Zalando is Europe’s leading online platform for fashion and lifestyle with over 35 million active customers. “We built a 15 PB data lake on Amazon S3 which has allowed employees to act on and analyze historical sales and web tracking data that they previously wouldn’t have had access to,” said Max Schultze, Lead Data Engineer, Zalando. “By using S3 Intelligent-Tiering, we were able to save 37% of our yearly storage costs for our data lake, as it automatically moved objects between a Frequent Access and Infrequent Access tier. We are looking forward to the new S3 Intelligent-Tiering Archive Access tiers to save even more on objects that are not accessed for long periods of time.”

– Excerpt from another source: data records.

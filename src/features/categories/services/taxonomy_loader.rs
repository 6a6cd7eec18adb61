use std::sync::Arc;

use crate::core::error::Result;
use crate::features::categories::models::{Category, Level, NewCategory};
use crate::features::categories::repositories::CategoryRepository;
use crate::features::categories::taxonomy::TaxonomyDefinition;
use crate::shared::constants::LOAD_SAMPLE_SIZE;

/// Children inserted under one parent
#[derive(Debug, Clone, PartialEq, Eq)]
pub struct ParentLoad {
    pub parent_slug: String,
    pub children_inserted: u64,
}

/// Counts re-read from the store after a load
#[derive(Debug, Clone, Copy, PartialEq, Eq)]
pub struct StoreCounts {
    pub total: i64,
    pub parents: i64,
    pub children: i64,
}

/// Outcome of one taxonomy load
#[derive(Debug, Clone)]
pub struct LoadReport {
    pub deleted: u64,
    pub parents_inserted: u64,
    pub children: Vec<ParentLoad>,
    /// Parents whose lookup by slug came back empty; their children were skipped
    pub missing_parents: Vec<String>,
    pub verification: StoreCounts,
    pub sample: Vec<Category>,
}

impl LoadReport {
    pub fn children_inserted(&self) -> u64 {
        self.children.iter().map(|c| c.children_inserted).sum()
    }

    pub fn is_complete(&self) -> bool {
        self.missing_parents.is_empty()
    }
}

/// Resets the category store to a canonical taxonomy.
///
/// Not atomic: the delete and the inserts are separate statements, so a
/// failure part way leaves whatever had been written so far. Run it from a
/// maintenance context where nothing else writes categories.
pub struct TaxonomyLoader {
    repository: Arc<dyn CategoryRepository>,
}

impl TaxonomyLoader {
    pub fn new(repository: Arc<dyn CategoryRepository>) -> Self {
        Self { repository }
    }

    pub async fn apply(&self, definition: &TaxonomyDefinition) -> Result<LoadReport> {
        definition.check()?;

        tracing::info!(
            "Applying {} taxonomy: {} categories, {} subcategories",
            definition.label,
            definition.categories.len(),
            definition.subcategory_count()
        );

        tracing::info!("Deleting existing categories...");
        let deleted = self.repository.delete_all().await?;
        tracing::info!("Deleted {} existing categories", deleted);

        tracing::info!("Inserting parent categories...");
        let parents: Vec<NewCategory> = definition
            .categories
            .iter()
            .map(|spec| NewCategory::top_level(&spec.name, &spec.slug, spec.color.clone()))
            .collect();
        let parents_inserted = self.repository.insert_many(&parents).await?.len() as u64;
        tracing::info!("Inserted {} parent categories", parents_inserted);

        tracing::info!("Creating subcategories...");
        let mut children = Vec::new();
        let mut missing_parents = Vec::new();

        for spec in definition
            .categories
            .iter()
            .filter(|spec| !spec.subcategories.is_empty())
        {
            let Some(parent) = self.repository.find_by_slug(&spec.slug).await? else {
                tracing::error!(
                    "Parent category '{}' not found, skipping its subcategories",
                    spec.slug
                );
                missing_parents.push(spec.slug.clone());
                continue;
            };

            let docs: Vec<NewCategory> = spec
                .subcategories
                .iter()
                .map(|sub| NewCategory::child_of(parent.id, &sub.name, &sub.slug))
                .collect();
            let inserted = self.repository.insert_many(&docs).await?.len() as u64;
            tracing::info!("Created {} subcategories for {}", inserted, spec.slug);

            children.push(ParentLoad {
                parent_slug: spec.slug.clone(),
                children_inserted: inserted,
            });
        }

        let verification = StoreCounts {
            total: self.repository.count(Level::All).await?,
            parents: self.repository.count(Level::TopLevel).await?,
            children: self.repository.count(Level::Children).await?,
        };
        let sample = self.repository.sample(LOAD_SAMPLE_SIZE).await?;

        let report = LoadReport {
            deleted,
            parents_inserted,
            children,
            missing_parents,
            verification,
            sample,
        };
        log_summary(&report);

        Ok(report)
    }
}

fn log_summary(report: &LoadReport) {
    tracing::info!("Total subcategories created: {}", report.children_inserted());
    tracing::info!(
        total = report.verification.total,
        parents = report.verification.parents,
        subcategories = report.verification.children,
        "Taxonomy load summary"
    );

    for category in &report.sample {
        let kind = if category.is_top_level() {
            "[parent]"
        } else {
            "[subcategory]"
        };
        tracing::info!("  - {} ({}) {}", category.name, category.slug, kind);
    }

    if !report.is_complete() {
        tracing::warn!(
            "Subcategories skipped for missing parents: {}",
            report.missing_parents.join(", ")
        );
    }
}

#[cfg(test)]
mod tests {
    use super::*;
    use crate::core::error::AppError;
    use crate::features::categories::taxonomy::{CategorySpec, SubcategorySpec};
    use crate::shared::test_helpers::InMemoryCategoryRepository;
    use std::collections::{BTreeSet, HashSet};

    fn loader(repo: &Arc<InMemoryCategoryRepository>) -> TaxonomyLoader {
        TaxonomyLoader::new(repo.clone())
    }

    /// (slug, parent slug, color) for every stored record
    fn structure(repo: &InMemoryCategoryRepository) -> BTreeSet<(String, Option<String>, Option<String>)> {
        let all = repo.snapshot();
        all.iter()
            .map(|c| {
                let parent_slug = c
                    .parent_id
                    .and_then(|id| all.iter().find(|p| p.id == id))
                    .map(|p| p.slug.clone());
                (c.slug.clone(), parent_slug, c.color.clone())
            })
            .collect()
    }

    fn grid_definition(parents: usize, children_each: usize) -> TaxonomyDefinition {
        TaxonomyDefinition {
            label: "grid".to_string(),
            categories: (0..parents)
                .map(|p| CategorySpec {
                    name: format!("Parent {}", p),
                    slug: format!("parent-{}", p),
                    color: Some("#123456".to_string()),
                    subcategories: (0..children_each)
                        .map(|c| SubcategorySpec {
                            name: format!("Child {} {}", p, c),
                            slug: format!("child-{}-{}", p, c),
                        })
                        .collect(),
                })
                .collect(),
        }
    }

    #[tokio::test]
    async fn test_apply_canonical_into_empty_store() {
        let repo = Arc::new(InMemoryCategoryRepository::new());
        let definition = TaxonomyDefinition::migration();

        let report = loader(&repo).apply(&definition).await.unwrap();

        assert_eq!(report.deleted, 0);
        assert_eq!(report.parents_inserted, 8);
        assert_eq!(report.children_inserted(), 35);
        assert_eq!(report.children.len(), 7);
        assert!(report.children.iter().all(|c| c.children_inserted == 5));
        assert!(report.is_complete());
        assert_eq!(
            report.verification,
            StoreCounts {
                total: 43,
                parents: 8,
                children: 35
            }
        );
        assert_eq!(report.sample.len(), 5);
    }

    #[tokio::test]
    async fn test_apply_grid_reports_expected_counts() {
        let repo = Arc::new(InMemoryCategoryRepository::new());

        let report = loader(&repo).apply(&grid_definition(8, 5)).await.unwrap();

        assert_eq!(report.parents_inserted, 8);
        assert_eq!(report.children_inserted(), 40);
        assert_eq!(report.verification.total, 48);
        assert_eq!(report.verification.parents, 8);
        assert_eq!(report.verification.children, 40);
    }

    #[tokio::test]
    async fn test_apply_replaces_existing_records() {
        let repo = Arc::new(InMemoryCategoryRepository::new());
        let stale = repo
            .insert_many(&[NewCategory::top_level("Old", "old", None)])
            .await
            .unwrap();
        repo.insert_many(&[NewCategory::child_of(stale[0].id, "Older", "older")])
            .await
            .unwrap();

        let report = loader(&repo)
            .apply(&TaxonomyDefinition::seed())
            .await
            .unwrap();

        assert_eq!(report.deleted, 2);
        let stored = repo.snapshot();
        assert_eq!(stored.len(), 43);
        assert!(stored.iter().all(|c| c.slug != "old" && c.slug != "older"));
    }

    #[tokio::test]
    async fn test_apply_links_children_and_clears_colors() {
        let repo = Arc::new(InMemoryCategoryRepository::new());
        let definition = TaxonomyDefinition::migration();
        loader(&repo).apply(&definition).await.unwrap();

        let stored = repo.snapshot();
        let slugs: HashSet<&str> = stored.iter().map(|c| c.slug.as_str()).collect();
        assert_eq!(slugs.len(), stored.len());

        for spec in &definition.categories {
            let parent = stored.iter().find(|c| c.slug == spec.slug).unwrap();
            assert!(parent.parent_id.is_none());
            assert_eq!(parent.color, spec.color);
            assert_eq!(parent.name, spec.name);

            for sub in &spec.subcategories {
                let child = stored.iter().find(|c| c.slug == sub.slug).unwrap();
                assert_eq!(child.parent_id, Some(parent.id));
                assert!(child.color.is_none());
            }
        }

        // one nesting level only
        for child in stored.iter().filter(|c| c.parent_id.is_some()) {
            let parent = stored.iter().find(|c| Some(c.id) == child.parent_id).unwrap();
            assert!(parent.parent_id.is_none());
        }
    }

    #[tokio::test]
    async fn test_apply_twice_is_structurally_idempotent() {
        let repo = Arc::new(InMemoryCategoryRepository::new());
        let definition = TaxonomyDefinition::seed();

        loader(&repo).apply(&definition).await.unwrap();
        let first = structure(&repo);
        let first_ids: HashSet<_> = repo.snapshot().iter().map(|c| c.id).collect();

        let report = loader(&repo).apply(&definition).await.unwrap();
        let second = structure(&repo);

        assert_eq!(report.deleted, 43);
        assert_eq!(first, second);
        assert!(repo.snapshot().iter().all(|c| !first_ids.contains(&c.id)));
    }

    #[tokio::test]
    async fn test_missing_parent_is_skipped_and_reported() {
        let repo = Arc::new(InMemoryCategoryRepository::new());
        repo.drop_inserts_of("posters");

        let report = loader(&repo)
            .apply(&TaxonomyDefinition::migration())
            .await
            .unwrap();

        assert_eq!(report.missing_parents, vec!["posters".to_string()]);
        assert!(!report.is_complete());
        assert_eq!(report.parents_inserted, 7);
        assert_eq!(report.children_inserted(), 30);
        assert!(report.children.iter().all(|c| c.parent_slug != "posters"));
        assert_eq!(report.verification.total, 37);
    }

    #[tokio::test]
    async fn test_invalid_definition_leaves_store_untouched() {
        let repo = Arc::new(InMemoryCategoryRepository::new());
        loader(&repo)
            .apply(&TaxonomyDefinition::migration())
            .await
            .unwrap();

        let mut definition = TaxonomyDefinition::migration();
        definition.categories[2].subcategories[0].slug = "clothes".to_string();
        let result = loader(&repo).apply(&definition).await;

        assert!(matches!(result, Err(AppError::Validation(_))));
        assert_eq!(repo.snapshot().len(), 43);
    }

    #[tokio::test]
    async fn test_store_failure_aborts_run() {
        let repo = Arc::new(InMemoryCategoryRepository::new());
        repo.set_unavailable(true);

        let result = loader(&repo).apply(&TaxonomyDefinition::migration()).await;

        assert!(matches!(result, Err(AppError::Database(_))));
    }
}
use std::sync::Arc;

use axum::{
    extract::{Path, State},
    Json,
};

use crate::core::error::Result;
use crate::features::categories::dtos::{CategoryNavigationDto, CategoryResponseDto};
use crate::features::categories::services::CategoryService;
use crate::shared::types::{ApiResponse, Meta};

/// List top-level categories for navigation
///
/// Preferred categories come first, the rest alphabetically. Each entry
/// embeds its direct subcategories.
#[utoipa::path(
    get,
    path = "/api/categories",
    responses(
        (status = 200, description = "Ordered categories with subcategories", body = ApiResponse<Vec<CategoryNavigationDto>>),
        (status = 500, description = "Category store unavailable")
    ),
    tag = "categories"
)]
pub async fn list_categories(
    State(service): State<Arc<CategoryService>>,
) -> Result<Json<ApiResponse<Vec<CategoryNavigationDto>>>> {
    let categories = service.list_navigation().await?;
    let meta = Meta {
        total: categories.len() as i64,
    };
    Ok(Json(ApiResponse::success(Some(categories), None, Some(meta))))
}

/// Get category by slug
#[utoipa::path(
    get,
    path = "/api/categories/{slug}",
    params(
        ("slug" = String, Path, description = "Category slug")
    ),
    responses(
        (status = 200, description = "Category found", body = ApiResponse<CategoryResponseDto>),
        (status = 404, description = "Category not found")
    ),
    tag = "categories"
)]
pub async fn get_category(
    State(service): State<Arc<CategoryService>>,
    Path(slug): Path<String>,
) -> Result<Json<ApiResponse<CategoryResponseDto>>> {
    let category = service.get_by_slug(&slug).await?;
    Ok(Json(ApiResponse::success(Some(category), None, None)))
}

#[cfg(test)]
mod tests {
    use axum::http::StatusCode;
    use axum_test::TestServer;
    use serde_json::Value;

    use crate::features::categories::models::NewCategory;
    use crate::features::categories::ordering::PreferredOrder;
    use crate::features::categories::repositories::CategoryRepository;
    use crate::features::categories::routes;
    use crate::features::categories::services::CategoryService;
    use crate::shared::test_helpers::InMemoryCategoryRepository;
    use std::sync::Arc;

    async fn server(repo: Arc<InMemoryCategoryRepository>) -> TestServer {
        let service = Arc::new(CategoryService::new(
            repo,
            PreferredOrder::new(["all", "clothes"]),
        ));
        TestServer::new(routes::routes(service)).unwrap()
    }

    #[tokio::test]
    async fn test_list_categories_response_shape() {
        let repo = Arc::new(InMemoryCategoryRepository::new());
        let parents = repo
            .insert_many(&[
                NewCategory::top_level("Candles", "candles", None),
                NewCategory::top_level("Clothes", "clothes", Some("#FF6B9D".to_string())),
                NewCategory::top_level("All", "all", None),
            ])
            .await
            .unwrap();
        repo.insert_many(&[NewCategory::child_of(parents[1].id, "T-Shirts", "t-shirts")])
            .await
            .unwrap();

        let response = server(repo).await.get("/api/categories").await;

        response.assert_status_ok();
        let body: Value = response.json();
        assert_eq!(body["success"], true);
        assert_eq!(body["meta"]["total"], 3);

        let data = body["data"].as_array().unwrap();
        let slugs: Vec<&str> = data.iter().map(|c| c["slug"].as_str().unwrap()).collect();
        assert_eq!(slugs, vec!["all", "clothes", "candles"]);

        assert_eq!(data[0]["subcategories"], Value::Array(vec![]));
        assert!(data[0]["parent"].is_null());
        assert_eq!(data[1]["color"], "#FF6B9D");
        assert_eq!(data[1]["subcategories"][0]["slug"], "t-shirts");
        assert!(data[1]["subcategories"][0]["color"].is_null());
        assert_eq!(
            data[1]["subcategories"][0]["parent"],
            parents[1].id.to_string()
        );
    }

    #[tokio::test]
    async fn test_list_categories_store_failure() {
        let repo = Arc::new(InMemoryCategoryRepository::new());
        repo.set_unavailable(true);

        let response = server(repo).await.get("/api/categories").await;

        response.assert_status(StatusCode::INTERNAL_SERVER_ERROR);
        let body: Value = response.json();
        assert_eq!(body["success"], false);
        assert!(body["data"].is_null());
    }

    #[tokio::test]
    async fn test_get_category_by_slug() {
        let repo = Arc::new(InMemoryCategoryRepository::new());
        repo.insert_many(&[NewCategory::top_level("Music", "music", None)])
            .await
            .unwrap();
        let server = server(repo).await;

        let found = server.get("/api/categories/music").await;
        found.assert_status_ok();
        assert_eq!(found.json::<Value>()["data"]["name"], "Music");

        let missing = server.get("/api/categories/unknown").await;
        missing.assert_status_not_found();
    }
}
use sqlx::PgPool;
use validator::Validate;

use crate::core::error::{AppError, Result};
use crate::features::tenants::dtos::{AdminBootstrapDto, AdminBootstrapResult};
use crate::features::tenants::models::{Tenant, User};

/// Service for tenant and account provisioning
pub struct TenantService {
    pool: PgPool,
}

impl TenantService {
    pub fn new(pool: PgPool) -> Self {
        Self { pool }
    }

    /// Create or refresh the admin tenant, its admin user and the membership.
    ///
    /// Keyed on tenant slug and user email, so re-running is harmless.
    pub async fn bootstrap_admin(&self, dto: &AdminBootstrapDto) -> Result<AdminBootstrapResult> {
        dto.validate()
            .map_err(|e| AppError::Validation(e.to_string()))?;

        let tenant = sqlx::query_as::<_, Tenant>(
            r#"
            INSERT INTO tenants (name, slug)
            VALUES ($1, $2)
            ON CONFLICT (slug)
            DO UPDATE SET name = EXCLUDED.name, updated_at = NOW()
            RETURNING id, name, slug, payment_account_id, created_at, updated_at
            "#,
        )
        .bind(&dto.tenant_name)
        .bind(&dto.tenant_slug)
        .fetch_one(&self.pool)
        .await
        .map_err(|e| {
            tracing::error!("Failed to upsert tenant: {:?}", e);
            AppError::Database(e)
        })?;

        let user = sqlx::query_as::<_, User>(
            r#"
            INSERT INTO users (email, username, roles)
            VALUES ($1, $2, $3)
            ON CONFLICT (email)
            DO UPDATE SET username = EXCLUDED.username, roles = EXCLUDED.roles
            RETURNING id, email, username, roles, created_at
            "#,
        )
        .bind(&dto.email)
        .bind(&dto.username)
        .bind(&dto.roles)
        .fetch_one(&self.pool)
        .await
        .map_err(|e| {
            tracing::error!("Failed to upsert user: {:?}", e);
            AppError::Database(e)
        })?;

        sqlx::query(
            r#"
            INSERT INTO user_tenants (user_id, tenant_id)
            VALUES ($1, $2)
            ON CONFLICT (user_id, tenant_id) DO NOTHING
            "#,
        )
        .bind(user.id)
        .bind(tenant.id)
        .execute(&self.pool)
        .await
        .map_err(|e| {
            tracing::error!("Failed to link user to tenant: {:?}", e);
            AppError::Database(e)
        })?;

        tracing::info!(
            "Admin bootstrap complete: tenant={} ({}), user={} ({})",
            tenant.slug,
            tenant.id,
            user.email,
            user.id
        );

        Ok(AdminBootstrapResult { tenant, user })
    }
}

SmugMug+Flickr is the world’s largest and most influential photographer-centric platform. “We’re new to S3 Replication and have used Amazon S3 since day one. S3 Replication for multiple destinations delivers awesome options for our global data handling,” said Andrew Shieh, Director of Engineering/Operations, at SmugMug+Flickr. “We can now leverage S3 Replication in new ways, planning optimized replication strategies using our existing S3 Object tags. S3 Replication support for multiple destinations handles the heavy lifting, so we can spend more of our operational and development time thrilling our customers. Our petabytes of data in S3, fully managed by a few lines of code, are at the heart of our business. These continual improvements to S3 keep SmugMug and Flickr growing together with our partners at AWS.”